-- Your instructions --
Count the lines below that contain the word "None". Give only the number.

***

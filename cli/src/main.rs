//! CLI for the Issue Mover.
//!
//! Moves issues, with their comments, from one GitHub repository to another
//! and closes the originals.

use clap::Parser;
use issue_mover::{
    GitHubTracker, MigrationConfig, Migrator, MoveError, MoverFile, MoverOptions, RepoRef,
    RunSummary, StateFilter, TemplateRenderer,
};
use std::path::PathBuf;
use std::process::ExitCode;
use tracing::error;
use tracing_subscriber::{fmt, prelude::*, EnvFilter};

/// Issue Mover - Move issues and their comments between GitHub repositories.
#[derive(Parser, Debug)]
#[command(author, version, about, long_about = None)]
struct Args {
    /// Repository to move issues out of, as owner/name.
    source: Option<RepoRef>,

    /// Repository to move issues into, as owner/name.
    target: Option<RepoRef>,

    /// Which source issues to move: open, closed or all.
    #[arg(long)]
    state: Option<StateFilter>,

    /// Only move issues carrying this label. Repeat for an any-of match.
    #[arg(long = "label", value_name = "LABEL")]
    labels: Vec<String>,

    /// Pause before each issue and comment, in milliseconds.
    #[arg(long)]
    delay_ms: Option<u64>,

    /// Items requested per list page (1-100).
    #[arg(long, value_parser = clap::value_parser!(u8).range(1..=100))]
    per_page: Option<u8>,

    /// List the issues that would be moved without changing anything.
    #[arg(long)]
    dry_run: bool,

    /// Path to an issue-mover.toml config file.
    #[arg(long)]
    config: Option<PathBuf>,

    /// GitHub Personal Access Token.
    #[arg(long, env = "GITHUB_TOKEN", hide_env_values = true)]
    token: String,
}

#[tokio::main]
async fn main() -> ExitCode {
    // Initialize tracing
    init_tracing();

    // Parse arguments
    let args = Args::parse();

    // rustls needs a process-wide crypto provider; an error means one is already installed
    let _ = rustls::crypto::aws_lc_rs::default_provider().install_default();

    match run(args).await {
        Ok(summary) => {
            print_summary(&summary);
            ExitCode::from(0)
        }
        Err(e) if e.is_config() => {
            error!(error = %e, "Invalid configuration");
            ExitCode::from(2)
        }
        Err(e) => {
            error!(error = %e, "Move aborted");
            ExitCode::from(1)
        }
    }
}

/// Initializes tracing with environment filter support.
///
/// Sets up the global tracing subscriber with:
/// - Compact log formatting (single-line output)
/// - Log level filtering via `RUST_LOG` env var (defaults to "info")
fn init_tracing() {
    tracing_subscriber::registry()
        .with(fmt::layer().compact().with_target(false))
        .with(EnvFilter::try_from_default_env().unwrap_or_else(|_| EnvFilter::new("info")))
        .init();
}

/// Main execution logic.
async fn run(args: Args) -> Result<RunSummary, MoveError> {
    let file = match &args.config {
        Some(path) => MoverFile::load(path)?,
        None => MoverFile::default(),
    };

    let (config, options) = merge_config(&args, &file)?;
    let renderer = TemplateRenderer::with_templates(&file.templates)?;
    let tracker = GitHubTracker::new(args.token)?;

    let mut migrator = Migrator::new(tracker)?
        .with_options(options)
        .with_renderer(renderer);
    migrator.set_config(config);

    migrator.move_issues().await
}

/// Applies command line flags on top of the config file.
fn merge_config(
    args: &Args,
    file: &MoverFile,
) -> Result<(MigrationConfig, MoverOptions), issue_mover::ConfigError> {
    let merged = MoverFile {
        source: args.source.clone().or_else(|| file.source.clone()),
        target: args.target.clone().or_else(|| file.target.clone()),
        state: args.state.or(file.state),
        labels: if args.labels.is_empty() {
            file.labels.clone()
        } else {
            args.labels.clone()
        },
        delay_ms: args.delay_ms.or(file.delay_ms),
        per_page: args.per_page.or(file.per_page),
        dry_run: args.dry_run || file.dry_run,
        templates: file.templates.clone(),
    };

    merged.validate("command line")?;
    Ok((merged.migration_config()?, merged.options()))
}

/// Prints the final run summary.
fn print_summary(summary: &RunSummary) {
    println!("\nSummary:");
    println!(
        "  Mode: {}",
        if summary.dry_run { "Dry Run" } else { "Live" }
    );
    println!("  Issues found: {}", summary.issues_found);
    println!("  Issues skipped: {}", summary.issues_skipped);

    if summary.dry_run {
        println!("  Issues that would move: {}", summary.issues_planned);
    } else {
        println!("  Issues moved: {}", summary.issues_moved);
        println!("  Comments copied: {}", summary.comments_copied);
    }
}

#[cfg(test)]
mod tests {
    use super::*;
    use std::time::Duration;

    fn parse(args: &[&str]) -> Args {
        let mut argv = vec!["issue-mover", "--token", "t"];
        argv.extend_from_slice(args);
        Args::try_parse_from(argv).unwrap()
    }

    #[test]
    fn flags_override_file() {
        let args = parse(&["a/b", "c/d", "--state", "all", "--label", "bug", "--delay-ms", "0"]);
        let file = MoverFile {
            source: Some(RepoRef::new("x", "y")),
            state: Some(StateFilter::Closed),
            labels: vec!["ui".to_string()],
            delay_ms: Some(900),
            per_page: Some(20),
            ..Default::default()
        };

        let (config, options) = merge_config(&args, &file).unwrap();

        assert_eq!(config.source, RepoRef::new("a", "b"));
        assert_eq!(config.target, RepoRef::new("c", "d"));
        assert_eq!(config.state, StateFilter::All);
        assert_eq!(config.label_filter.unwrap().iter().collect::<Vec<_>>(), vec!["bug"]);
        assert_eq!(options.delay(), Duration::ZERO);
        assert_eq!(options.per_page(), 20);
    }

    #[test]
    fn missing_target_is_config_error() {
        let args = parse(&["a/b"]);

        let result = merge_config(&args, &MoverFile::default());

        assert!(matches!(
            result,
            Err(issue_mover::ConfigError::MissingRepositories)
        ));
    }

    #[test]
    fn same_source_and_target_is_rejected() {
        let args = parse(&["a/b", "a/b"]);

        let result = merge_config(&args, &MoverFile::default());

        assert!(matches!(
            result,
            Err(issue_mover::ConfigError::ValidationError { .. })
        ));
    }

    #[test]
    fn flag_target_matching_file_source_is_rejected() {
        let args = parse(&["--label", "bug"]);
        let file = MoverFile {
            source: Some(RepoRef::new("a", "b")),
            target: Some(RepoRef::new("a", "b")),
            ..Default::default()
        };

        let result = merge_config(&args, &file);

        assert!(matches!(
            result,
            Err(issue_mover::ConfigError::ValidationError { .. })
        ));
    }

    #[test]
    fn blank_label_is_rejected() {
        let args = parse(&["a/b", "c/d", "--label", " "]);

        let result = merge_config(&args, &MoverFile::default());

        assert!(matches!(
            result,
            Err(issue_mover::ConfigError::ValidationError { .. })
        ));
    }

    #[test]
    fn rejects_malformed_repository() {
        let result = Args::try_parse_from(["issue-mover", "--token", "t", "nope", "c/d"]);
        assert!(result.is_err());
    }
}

***

-- Output --
2